[Records from a dataset]
# # # # #

//! Command handlers
//!
//! One function per table entry. Arity is checked before a handler runs,
//! so positional arguments up to the declared minimum are always present.

use std::collections::BTreeSet;
use std::time::{Duration, Instant};

use crate::engine::Engine;
use crate::error::{Result, TideError};
use crate::protocol::{ParsedCommand, Reply};
use crate::store::{now_ms, IdRequest, StreamEntry, StreamId, Value, ValueKind, WakeReason};
use super::ExecContext;

// =============================================================================
// Connection
// =============================================================================

pub(super) fn handle_ping(_engine: &Engine, command: &ParsedCommand, _ctx: &ExecContext) -> Result<Reply> {
    Ok(match command.arg(0) {
        Some(message) => Reply::bulk_str(message),
        None => Reply::simple("PONG"),
    })
}

pub(super) fn handle_echo(_engine: &Engine, command: &ParsedCommand, _ctx: &ExecContext) -> Result<Reply> {
    Ok(Reply::bulk_str(&command.args[0]))
}

// =============================================================================
// Keyspace
// =============================================================================

pub(super) fn handle_set(engine: &Engine, command: &ParsedCommand, _ctx: &ExecContext) -> Result<Reply> {
    let key = &command.args[0];
    let value = Value::from_input(&command.args[1]);
    let expires_at_ms = parse_set_expiry(&command.args[2..])?;

    engine.store().set(key.clone(), value, expires_at_ms);
    Ok(Reply::ok())
}

/// `[PX ms | EX secs]` to an absolute deadline (0 when absent)
fn parse_set_expiry(options: &[String]) -> Result<u64> {
    let mut expires_at_ms = 0;
    let mut rest = options;

    while let Some((option, tail)) = rest.split_first() {
        let unit_ms: u64 = match option.to_ascii_uppercase().as_str() {
            "PX" => 1,
            "EX" => 1000,
            _ => return Err(TideError::Syntax(format!("unsupported SET option '{}'", option))),
        };
        let (amount, tail) = tail
            .split_first()
            .ok_or_else(|| TideError::Syntax(format!("{} requires a value", option)))?;
        let amount = parse_u64(amount)?;
        if amount == 0 {
            return Err(TideError::Syntax("invalid expire time in 'set' command".to_string()));
        }
        expires_at_ms = now_ms().saturating_add(amount.saturating_mul(unit_ms));
        rest = tail;
    }

    Ok(expires_at_ms)
}

pub(super) fn handle_get(engine: &Engine, command: &ParsedCommand, _ctx: &ExecContext) -> Result<Reply> {
    let key = &command.args[0];
    match engine.store().get(key) {
        Some(Value::String(text)) => Ok(Reply::bulk_str(&text)),
        Some(Value::Integer(number)) => Ok(Reply::bulk_str(&number.to_string())),
        Some(Value::Stream(_)) => Err(TideError::WrongType),
        None => Ok(engine
            .snapshot()
            .lookup(key, now_ms())?
            .map_or(Reply::Null, |entry| Reply::bulk_str(&entry.value))),
    }
}

pub(super) fn handle_incr(engine: &Engine, command: &ParsedCommand, _ctx: &ExecContext) -> Result<Reply> {
    engine.store().incr(&command.args[0]).map(Reply::Integer)
}

pub(super) fn handle_type(engine: &Engine, command: &ParsedCommand, _ctx: &ExecContext) -> Result<Reply> {
    let key = &command.args[0];
    let name = match engine.store().kind(key) {
        Some(kind) => kind.type_name(),
        None if engine.snapshot().lookup(key, now_ms())?.is_some() => ValueKind::String.type_name(),
        None => "none",
    };
    Ok(Reply::simple(name))
}

pub(super) fn handle_keys(engine: &Engine, command: &ParsedCommand, _ctx: &ExecContext) -> Result<Reply> {
    let pattern = &command.args[0];

    let mut keys: BTreeSet<String> = engine.store().keys().into_iter().collect();
    keys.extend(engine.snapshot().keys(now_ms())?);

    Ok(Reply::bulk_array(
        keys.into_iter().filter(|key| glob_match(pattern, key)),
    ))
}

/// Glob matching with `*` (any run), `?` (any one character) and `\`
/// escapes
pub fn glob_match(pattern: &str, text: &str) -> bool {
    let pattern: Vec<char> = pattern.chars().collect();
    let text: Vec<char> = text.chars().collect();

    let (mut p, mut t) = (0, 0);
    // position after the last `*` and the text position it is matched up to
    let mut backtrack: Option<(usize, usize)> = None;

    while t < text.len() {
        match pattern.get(p) {
            Some('*') => {
                p += 1;
                backtrack = Some((p, t));
                continue;
            }
            Some('?') => {
                p += 1;
                t += 1;
                continue;
            }
            Some('\\') if p + 1 < pattern.len() && pattern[p + 1] == text[t] => {
                p += 2;
                t += 1;
                continue;
            }
            Some(&c) if c != '\\' && c == text[t] => {
                p += 1;
                t += 1;
                continue;
            }
            _ => {}
        }

        match backtrack {
            Some((star_p, star_t)) => {
                p = star_p;
                t = star_t + 1;
                backtrack = Some((star_p, star_t + 1));
            }
            None => return false,
        }
    }

    pattern[p..].iter().all(|&c| c == '*')
}

// =============================================================================
// Server
// =============================================================================

pub(super) fn handle_info(engine: &Engine, command: &ParsedCommand, _ctx: &ExecContext) -> Result<Reply> {
    let section = command.arg(0).map(str::to_ascii_lowercase);
    match section.as_deref() {
        None | Some("replication") | Some("all") | Some("default") | Some("everything") => {
            let mut lines = vec!["# Replication".to_string()];
            lines.extend(
                engine
                    .role_state()
                    .info_fields()
                    .into_iter()
                    .map(|(name, value)| format!("{}:{}", name, value)),
            );
            Ok(Reply::bulk_str(&lines.join("\r\n")))
        }
        Some(_) => Ok(Reply::bulk_str("")),
    }
}

pub(super) fn handle_config(engine: &Engine, command: &ParsedCommand, _ctx: &ExecContext) -> Result<Reply> {
    let subcommand = &command.args[0];
    if !subcommand.eq_ignore_ascii_case("GET") {
        return Err(TideError::Syntax(format!(
            "unsupported CONFIG subcommand '{}'",
            subcommand
        )));
    }

    let config = engine.config();
    let mut pairs = Vec::new();
    for parameter in &command.args[1..] {
        let value = match parameter.to_ascii_lowercase().as_str() {
            "dir" => config.snapshot_dir.display().to_string(),
            "dbfilename" => config.snapshot_filename.clone(),
            _ => continue,
        };
        pairs.push(parameter.to_ascii_lowercase());
        pairs.push(value);
    }
    Ok(Reply::bulk_array(pairs))
}

// =============================================================================
// Replication
// =============================================================================

pub(super) fn handle_wait(engine: &Engine, command: &ParsedCommand, ctx: &ExecContext) -> Result<Reply> {
    let num_replicas = parse_usize(&command.args[0])?;
    let timeout = Duration::from_millis(parse_u64(&command.args[1])?);

    let (Some(master), Some(index)) = (engine.as_master(), ctx.history_index) else {
        return Ok(Reply::Integer(0));
    };

    let acked = master.wait_for_acks(index, num_replicas, timeout);
    Ok(Reply::Integer(i64::try_from(acked).unwrap_or(i64::MAX)))
}

// =============================================================================
// Streams
// =============================================================================

pub(super) fn handle_xadd(engine: &Engine, command: &ParsedCommand, _ctx: &ExecContext) -> Result<Reply> {
    let key = &command.args[0];
    let request: IdRequest = command.args[1].parse()?;

    let pairs = &command.args[2..];
    if pairs.len() % 2 != 0 {
        return Err(TideError::WrongArity("xadd".to_string()));
    }
    let fields = pairs
        .chunks_exact(2)
        .map(|pair| (pair[0].clone(), pair[1].clone()))
        .collect();

    let id = engine.store().xadd(key, request, fields)?;
    let woken = engine.blocking().notify(key);
    if woken > 0 {
        tracing::trace!("XADD {} woke {} blocked readers", key, woken);
    }
    Ok(Reply::bulk_str(&id.to_string()))
}

pub(super) fn handle_xrange(engine: &Engine, command: &ParsedCommand, _ctx: &ExecContext) -> Result<Reply> {
    let key = &command.args[0];
    let start = StreamId::parse_range_start(&command.args[1])?;
    let end = StreamId::parse_range_end(&command.args[2])?;

    let count = match &command.args[3..] {
        [] => None,
        [option, count] if option.eq_ignore_ascii_case("COUNT") => Some(parse_usize(count)?),
        _ => return Err(TideError::Syntax("expected COUNT <n>".to_string())),
    };

    let entries = engine.store().xrange(key, start, end, count)?;
    Ok(Reply::Array(entries.iter().map(StreamEntry::to_reply).collect()))
}

/// Parsed `XREAD [COUNT n] [BLOCK ms] STREAMS key... id...`
#[derive(Debug, PartialEq, Eq)]
struct XReadRequest {
    count: Option<usize>,
    block_ms: Option<u64>,
    keys: Vec<String>,
    ids: Vec<String>,
}

fn parse_xread(args: &[String]) -> Result<XReadRequest> {
    let mut count = None;
    let mut block_ms = None;
    let mut rest = args;

    loop {
        match rest {
            [option, value, tail @ ..] if option.eq_ignore_ascii_case("COUNT") => {
                count = Some(parse_usize(value)?);
                rest = tail;
            }
            [option, value, tail @ ..] if option.eq_ignore_ascii_case("BLOCK") => {
                block_ms = Some(parse_u64(value)?);
                rest = tail;
            }
            [option, tail @ ..] if option.eq_ignore_ascii_case("STREAMS") => {
                rest = tail;
                break;
            }
            _ => return Err(TideError::Syntax("expected STREAMS before keys".to_string())),
        }
    }

    if rest.is_empty() || rest.len() % 2 != 0 {
        return Err(TideError::Syntax(
            "unbalanced XREAD list of streams: for each stream key an ID must be specified"
                .to_string(),
        ));
    }
    let (keys, ids) = rest.split_at(rest.len() / 2);

    Ok(XReadRequest {
        count,
        block_ms,
        keys: keys.to_vec(),
        ids: ids.to_vec(),
    })
}

pub(super) fn handle_xread(engine: &Engine, command: &ParsedCommand, ctx: &ExecContext) -> Result<Reply> {
    let request = parse_xread(&command.args)?;
    let store = engine.store();

    // `$` resolves once, so only entries added after this call count
    let starts = request
        .keys
        .iter()
        .zip(&request.ids)
        .map(|(key, id)| match id.as_str() {
            "$" => store.last_stream_id(key),
            id => StreamId::parse_range_start(id),
        })
        .collect::<Result<Vec<_>>>()?;

    let collect = || -> Result<Vec<Reply>> {
        let mut results = Vec::new();
        for (key, start) in request.keys.iter().zip(&starts) {
            let entries = store.xread(key, *start, request.count)?;
            if !entries.is_empty() {
                results.push(Reply::Array(vec![
                    Reply::bulk_str(key),
                    Reply::Array(entries.iter().map(StreamEntry::to_reply).collect()),
                ]));
            }
        }
        Ok(results)
    };

    let blocked = match request.block_ms {
        Some(ms) if !ctx.in_transaction => {
            let deadline = (ms > 0).then(|| Instant::now() + Duration::from_millis(ms));
            Some((engine.blocking().register(request.keys.clone()), deadline))
        }
        _ => None,
    };

    loop {
        let results = collect()?;
        if !results.is_empty() {
            return Ok(Reply::Array(results));
        }

        let Some((waiter, deadline)) = &blocked else {
            return Ok(Reply::Null);
        };
        if waiter.wait(*deadline) == WakeReason::TimedOut {
            let results = collect()?;
            return Ok(if results.is_empty() {
                Reply::Null
            } else {
                Reply::Array(results)
            });
        }
    }
}

// =============================================================================
// Argument parsing
// =============================================================================

fn parse_u64(input: &str) -> Result<u64> {
    input.parse::<u64>().map_err(|_| TideError::NotInteger)
}

fn parse_usize(input: &str) -> Result<usize> {
    input.parse::<usize>().map_err(|_| TideError::NotInteger)
}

# # # # #

_Problem description_:
Show every line in the entries above that contains the string "ValueKind".

_Response for this exercise_:
use crate::store::{now_ms, IdRequest, StreamEntry, StreamId, Value, ValueKind, WakeReason};
        None if engine.snapshot().lookup(key, now_ms())?.is_some() => ValueKind::String.type_name(),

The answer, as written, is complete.